> _Problem_:
This exercise asks for a copy of each line in the records below with the word "usize" in it.
○ ○ ○ ○ ○ ○ ○
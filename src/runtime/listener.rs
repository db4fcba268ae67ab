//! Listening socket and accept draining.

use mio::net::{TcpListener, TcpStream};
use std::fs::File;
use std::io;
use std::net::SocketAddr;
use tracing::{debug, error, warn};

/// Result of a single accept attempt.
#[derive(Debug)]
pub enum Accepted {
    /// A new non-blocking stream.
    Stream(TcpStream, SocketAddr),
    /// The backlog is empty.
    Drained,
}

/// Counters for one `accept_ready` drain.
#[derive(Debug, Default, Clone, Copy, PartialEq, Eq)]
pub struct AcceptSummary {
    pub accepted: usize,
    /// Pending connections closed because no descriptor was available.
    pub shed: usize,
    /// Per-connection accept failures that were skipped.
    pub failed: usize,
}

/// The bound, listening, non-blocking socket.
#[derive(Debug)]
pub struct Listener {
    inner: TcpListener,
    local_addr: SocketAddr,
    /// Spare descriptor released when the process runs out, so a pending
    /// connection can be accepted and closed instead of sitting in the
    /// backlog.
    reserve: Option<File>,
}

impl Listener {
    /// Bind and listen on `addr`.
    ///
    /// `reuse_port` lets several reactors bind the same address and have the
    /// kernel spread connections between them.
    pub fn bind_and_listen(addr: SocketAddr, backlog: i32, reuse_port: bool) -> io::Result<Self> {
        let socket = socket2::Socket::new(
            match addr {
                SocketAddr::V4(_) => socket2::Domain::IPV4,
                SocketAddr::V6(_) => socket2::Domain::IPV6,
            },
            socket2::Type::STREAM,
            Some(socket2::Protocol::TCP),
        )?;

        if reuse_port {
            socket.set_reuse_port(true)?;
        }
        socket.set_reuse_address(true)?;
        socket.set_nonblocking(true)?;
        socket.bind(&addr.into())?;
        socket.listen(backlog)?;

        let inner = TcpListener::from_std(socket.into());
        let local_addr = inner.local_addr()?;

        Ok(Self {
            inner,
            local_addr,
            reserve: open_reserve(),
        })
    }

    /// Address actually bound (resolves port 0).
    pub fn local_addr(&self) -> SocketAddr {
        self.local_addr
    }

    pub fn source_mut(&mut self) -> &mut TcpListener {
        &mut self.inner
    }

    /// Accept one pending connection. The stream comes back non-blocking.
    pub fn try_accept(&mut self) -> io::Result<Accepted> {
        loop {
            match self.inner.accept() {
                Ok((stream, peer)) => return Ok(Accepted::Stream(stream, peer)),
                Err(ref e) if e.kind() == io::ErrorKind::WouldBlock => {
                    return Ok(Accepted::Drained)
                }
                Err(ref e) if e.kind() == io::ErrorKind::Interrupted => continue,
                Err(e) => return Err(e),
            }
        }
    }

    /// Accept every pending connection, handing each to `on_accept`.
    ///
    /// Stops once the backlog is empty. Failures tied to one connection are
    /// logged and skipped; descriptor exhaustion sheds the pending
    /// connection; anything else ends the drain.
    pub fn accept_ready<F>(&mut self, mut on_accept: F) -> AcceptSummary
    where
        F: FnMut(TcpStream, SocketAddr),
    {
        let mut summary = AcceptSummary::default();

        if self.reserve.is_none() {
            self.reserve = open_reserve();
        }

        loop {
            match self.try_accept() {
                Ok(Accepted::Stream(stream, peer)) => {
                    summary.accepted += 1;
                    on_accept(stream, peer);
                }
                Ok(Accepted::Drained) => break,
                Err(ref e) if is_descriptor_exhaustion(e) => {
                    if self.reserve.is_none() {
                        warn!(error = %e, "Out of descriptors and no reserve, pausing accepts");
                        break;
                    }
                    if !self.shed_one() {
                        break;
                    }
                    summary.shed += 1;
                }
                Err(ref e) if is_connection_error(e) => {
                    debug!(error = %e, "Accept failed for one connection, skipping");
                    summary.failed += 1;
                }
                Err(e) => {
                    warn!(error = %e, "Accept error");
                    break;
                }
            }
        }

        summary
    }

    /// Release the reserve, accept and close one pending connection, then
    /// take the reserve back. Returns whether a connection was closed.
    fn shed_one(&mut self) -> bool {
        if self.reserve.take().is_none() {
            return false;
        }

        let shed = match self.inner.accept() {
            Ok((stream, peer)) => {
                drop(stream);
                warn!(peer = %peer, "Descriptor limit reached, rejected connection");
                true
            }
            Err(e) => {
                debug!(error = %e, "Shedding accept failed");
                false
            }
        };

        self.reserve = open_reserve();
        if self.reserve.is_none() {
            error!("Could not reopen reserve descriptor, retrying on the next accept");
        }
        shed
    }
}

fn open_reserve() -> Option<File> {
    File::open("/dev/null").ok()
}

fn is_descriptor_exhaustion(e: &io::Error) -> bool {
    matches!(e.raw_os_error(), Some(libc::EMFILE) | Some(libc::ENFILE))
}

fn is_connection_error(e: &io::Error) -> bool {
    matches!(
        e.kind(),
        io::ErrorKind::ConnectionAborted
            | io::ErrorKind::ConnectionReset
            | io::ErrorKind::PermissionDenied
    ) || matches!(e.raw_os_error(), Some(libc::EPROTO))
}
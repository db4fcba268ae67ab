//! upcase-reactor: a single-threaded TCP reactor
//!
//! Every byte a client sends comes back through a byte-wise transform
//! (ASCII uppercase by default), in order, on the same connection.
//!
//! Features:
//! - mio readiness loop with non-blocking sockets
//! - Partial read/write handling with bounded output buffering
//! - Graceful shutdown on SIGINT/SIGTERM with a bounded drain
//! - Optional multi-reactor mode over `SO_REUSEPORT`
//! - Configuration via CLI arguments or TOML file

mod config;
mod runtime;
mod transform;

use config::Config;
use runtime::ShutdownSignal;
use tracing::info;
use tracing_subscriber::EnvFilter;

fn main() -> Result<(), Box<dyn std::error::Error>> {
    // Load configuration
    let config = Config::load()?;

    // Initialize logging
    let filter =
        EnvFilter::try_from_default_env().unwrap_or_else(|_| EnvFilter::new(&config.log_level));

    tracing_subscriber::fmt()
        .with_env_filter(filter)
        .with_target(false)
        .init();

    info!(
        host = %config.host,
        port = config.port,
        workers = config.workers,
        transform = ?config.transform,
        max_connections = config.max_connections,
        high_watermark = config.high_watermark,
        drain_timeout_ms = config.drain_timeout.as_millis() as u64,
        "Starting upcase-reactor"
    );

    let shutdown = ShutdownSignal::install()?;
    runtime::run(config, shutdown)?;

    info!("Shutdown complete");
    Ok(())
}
○ ○ ○ ○ ○ ○ ○
> _Result for this exercise_:
    pub accepted: usize,
    pub shed: usize,
    pub failed: usize,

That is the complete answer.